Although it has become widely known as a way for people to downsize, it’s also being explored as an option for addressing homelessness in Guilford County.

“The problem isn’t necessarily lack of space. There is plenty of space. I think the problem is an alignment between the housing options that exist and availability of funds, and the ability of people who are moving out of homelessness to actually pay rent or a mortgage,” Travis Hicks, director of the Center for Community-Engaged Design, said.

The Center for Community-Engaged Design has been studying similar projects in other cities including in Dallas, Texas. The Cottages at Hickory Crossing has provided stability for the 50 most chronic cases of homelessness in Dallas.

“It surrounds those cottages with supportive services. There is a community center for example and then this entire development sits across the street from what I would say is the equivalent of the Interactive Resource Center,” Hicks said.

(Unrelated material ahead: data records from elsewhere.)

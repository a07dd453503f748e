use super::RecordTable;

/// Jobs. `id` is an internal row identifier; `priority` is the dense 1..N rank.
pub struct JobTable;

impl RecordTable for JobTable {
    fn table_name(&self) -> &str {
        "jobs"
    }

    fn get_create_table_sql(&self) -> &str {
        "CREATE TABLE IF NOT EXISTS jobs (
            id INTEGER PRIMARY KEY AUTOINCREMENT,
            priority INTEGER NOT NULL UNIQUE,
            customer_name TEXT NOT NULL,
            description TEXT NOT NULL,
            status TEXT NOT NULL
        )"
    }
}

/// Customer contact list. `name` is a soft key enforced by the directory, not the schema.
pub struct CustomerTable;

impl RecordTable for CustomerTable {
    fn table_name(&self) -> &str {
        "customers"
    }

    fn get_create_table_sql(&self) -> &str {
        "CREATE TABLE IF NOT EXISTS customers (
            id INTEGER PRIMARY KEY AUTOINCREMENT,
            name TEXT NOT NULL,
            phone TEXT NOT NULL DEFAULT '',
            email TEXT NOT NULL DEFAULT ''
        )"
    }

    fn get_index_sql(&self) -> &[&str] {
        &["CREATE INDEX IF NOT EXISTS idx_customers_name ON customers(name)"]
    }
}

/// Materials in stock.
pub struct InventoryTable;

impl RecordTable for InventoryTable {
    fn table_name(&self) -> &str {
        "inventory"
    }

    fn get_create_table_sql(&self) -> &str {
        "CREATE TABLE IF NOT EXISTS inventory (
            material TEXT PRIMARY KEY,
            quantity INTEGER NOT NULL CHECK (quantity >= 0)
        )"
    }
}

/// Approved material names (prevents typos in the inventory).
pub struct RegistryTable;

impl RecordTable for RegistryTable {
    fn table_name(&self) -> &str {
        "registry"
    }

    fn get_create_table_sql(&self) -> &str {
        "CREATE TABLE IF NOT EXISTS registry (material_name TEXT PRIMARY KEY)"
    }
}

/// Every table the store owns, in creation order.
pub fn all_tables() -> Vec<Box<dyn RecordTable>> {
    vec![
        Box::new(InventoryTable),
        Box::new(RegistryTable),
        Box::new(CustomerTable),
        Box::new(JobTable),
    ]
}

Students studying interior architecture at the University of North Carolina Greensboro have been conducting research and meeting with the Interactive Resource Center to outline ways to bring a similar vision to Guilford County.

“They can have a shelter. Something that is comfortable for them to live in, but is sustainable,” Natalie Johnson, an interior architecture student, said.

“It’s minimalist, but it’s actually very functional,” interior architecture student Allie Puppo added.

Hicks says one of the biggest challenges will be amending zoning regulations to make sure tiny houses are in compliance with the law.

For this academic year, students will work on building a tiny house prototype to present to city leaders and advocacy groups.